Additionally, subjects will have EEG testing performed to evaluate the effect of kava on
beta amplitude. EEG's will be performed the day before the first baseline phenotyping
procedure and then following three weeks of kava (the day before the final phenotyping
procedure). Beta amplitude following three weeks of kava will be compared to pre-treatment
values to evaluate the magnitude of pharmacodynamic effect. The results of this study will
be used to facilitate the development of protocols to evaluate the magnitude of interactions
between clinically relevant traditional medications and kava as well as studies to compare
the pharmacologic effect of kava to the effects of benzodiazepines.
Male or female
Healthy by medical history and physical exam
Age greater than 21 years old
No concurrent medications
Non-smoker (for at least 6 months if prior history of smoking)
Laboratory values within the following guidelines:
AST/SGOT less than or equal 1.5 X ULN
Bilirubin less than or equal 1.5 X ULN
Serum creatinine less than or equal ULN
Hemoglobin less than 10 g/dl
Females of child bearing potential must be using a reliable form of birth control other
than hormonal contraceptives
Ability to abstain from caffeine containing foods/beverages, ethanol, grapefruit or
grapefruit juice and charbroiled foods for 72 hours prior to, and the day of, phenotyping
Normal EEG during baseline testing.
No patients using concomitant therapy with other inhibitors or inducers of cytochrome
P-450 mediated drug metabolism within 30 days of study.

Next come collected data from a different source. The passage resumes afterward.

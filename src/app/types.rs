// src/app/types.rs
use super::data::Movie;
use super::remote::TransportError;

// ---- cross-thread messages ----
pub enum RemoteMsg {
    Loaded(Result<Vec<Movie>, TransportError>),
    Created(Result<Movie, TransportError>),
    Deleted {
        id: i64,
        result: Result<bool, TransportError>,
    },
    Details {
        id: i64,
        result: Result<Movie, TransportError>,
    },
}

impl RemoteMsg {
    pub const fn kind(&self) -> &'static str {
        match self {
            Self::Loaded(_) => "load",
            Self::Created(_) => "create",
            Self::Deleted { .. } => "delete",
            Self::Details { .. } => "details",
        }
    }
}

// ---- UI actions collected while painting, applied afterwards ----
#[derive(Clone, Copy, Debug, PartialEq, Eq)]
pub enum CardAction {
    Delete(i64),
    Details(i64),
}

No patients with inability to remain free of chronic medications and alcohol for atleast
2 weeks prior to and during the study.
Presence of renal, hepatic, cardiovascular, hematologic, neurologic, psychiatric, or
respiratory disease or any other condition that may interfere with the interpretation of
the study results or not be in the best interests of the subject in the opinion of the
Positive urine pregnancy test.
The presence of persistent diarrhea or malabsorption that would interfere with the
patient's ability to adequately absorb drug.
Drug or alcohol use that may impair safety or adherence.